Published: January 22, 2022 05:07 AM GMT

Updated: January 22, 2022 05:17 AM GMT

Timor-Leste has recorded a significant increase in dengue fever cases with this year’s death toll already touching 14, making it the deadliest year in recent times.

A report by the Ministry of Health published on Jan. 20 confirmed that the 14 deaths recorded so far this year had surpassed the 11 and 10 deaths recorded in 2021 and 2020 respectively.

Of the 14 deaths, six were reported in the national capital Dili, four in the municipality of Ermera, two in the municipality of Covalima and one each in the municipality of Ainaro and Bobonaro, the report revealed.

The total number of cases in the island nation in Southeast Asia has reached 647, of which 466 are in Dili.

The number is almost 72 percent of the total cases recorded throughout 2021 and around 45 percent of the total cases recorded in 2020.

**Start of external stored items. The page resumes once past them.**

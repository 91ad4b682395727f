//! Colour and layout helpers for requirement reports.
//!
//! Colour is only emitted when stdout supports it.

use std::fmt;

use owo_colors::{OwoColorize, colors::css};
use reqlock::RequirementId;

/// Below this width, reports stack their columns.
const NARROW_COLUMNS: u16 = 60;

fn color_enabled() -> bool {
    supports_color::on(supports_color::Stream::Stdout).is_some()
}

/// Whether the terminal is too narrow for tabular output.
pub fn is_narrow() -> bool {
    terminal_size::terminal_size().is_some_and(|(width, _)| width.0 < NARROW_COLUMNS)
}

/// Styles for the states a requirement report shows.
pub trait Highlight {
    /// Completed, or in sync with the lock (green).
    fn done(&self) -> String;
    /// Outstanding work or unlocked changes (amber).
    fn pending(&self) -> String;
    /// Something that involves a critical requirement (bold red).
    fn critical(&self) -> String;
    /// Secondary text such as descriptions and hints.
    fn muted(&self) -> String;
}

impl Highlight for str {
    fn done(&self) -> String {
        paint(self, |text| text.fg::<css::Green>().to_string())
    }

    fn pending(&self) -> String {
        paint(self, |text| text.fg::<css::Orange>().to_string())
    }

    fn critical(&self) -> String {
        paint(self, |text| text.fg::<css::Red>().bold().to_string())
    }

    fn muted(&self) -> String {
        paint(self, |text| text.dimmed().to_string())
    }
}

fn paint(text: &str, style: impl FnOnce(&str) -> String) -> String {
    if color_enabled() {
        style(text)
    } else {
        text.to_string()
    }
}

/// Prints a section title underlined with a muted rule.
pub fn heading(title: &str) {
    println!("{title}");
    println!("{}", "─".repeat(title.chars().count()).muted());
}

/// A requirement id, flagged and highlighted when it is critical.
pub fn label(id: &RequirementId, critical: bool) -> String {
    if critical {
        format!("{id} [critical]").critical()
    } else {
        id.to_string()
    }
}

/// The completion mark in front of a requirement in the hierarchy.
pub fn completion_mark(completed: bool) -> String {
    if completed {
        "✔".done()
    } else {
        "○".muted()
    }
}

/// How a requirement differs from the lock.
#[derive(Debug, Clone, Copy, PartialEq, Eq)]
pub enum Marker {
    Added,
    Removed,
    Changed,
}

impl fmt::Display for Marker {
    fn fmt(&self, f: &mut fmt::Formatter<'_>) -> fmt::Result {
        let symbol = match self {
            Self::Added => "+",
            Self::Removed => "-",
            Self::Changed => "~",
        };
        if !color_enabled() {
            return f.write_str(symbol);
        }
        match self {
            Self::Added => write!(f, "{}", symbol.fg::<css::Green>()),
            Self::Removed => write!(f, "{}", symbol.fg::<css::Red>()),
            Self::Changed => write!(f, "{}", symbol.fg::<css::Orange>()),
        }
    }
}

The report further stated that a majority of the patients were children under 14 years. Some 45.7 percent of affected children were between 5-14 years, 34 percent between 1-4 years and 7.7 percent under a year old.

We urge residents in Dili and other cities to immediately go to the nearest health facility when experiencing symptoms of dengue fever

The report conceded that apart from infrastructure problems, the Catholic-majority country's health system is facing a shortage of doctors and other health professionals and that the situation could worsen in the coming months.

"We urge residents in Dili and other cities to immediately go to the nearest health facility when experiencing symptoms of dengue fever," the ministry said in the report.

The outbreak has forced authorities to use health facilities previously designated for isolation of Covid-19 patients, such as the Vera Cruz Health Care Center, as places to treat dengue fever patients after the state's main Guido Valadares National Hospital was overwhelmed. Since Jan. 5, the center has treated 200 dengue patients.

Meanwhile, the World Health Organization (WHO) in Timor-Leste has pledged its support by undertaking to help the government share comprehensive information with the public on dengue fever control and treatment.

“WHO is offering technical support for dengue prevention communications through its official website, Facebook, television, radio and online media,” said Arvind Mathur, WHO representative in Timor-Leste.

WHO has also provided financial assistance of US$200,000 along with 10,000 dengue fever detection kits and mosquito-repellent powder and liquid, reported state news agency Tatoli.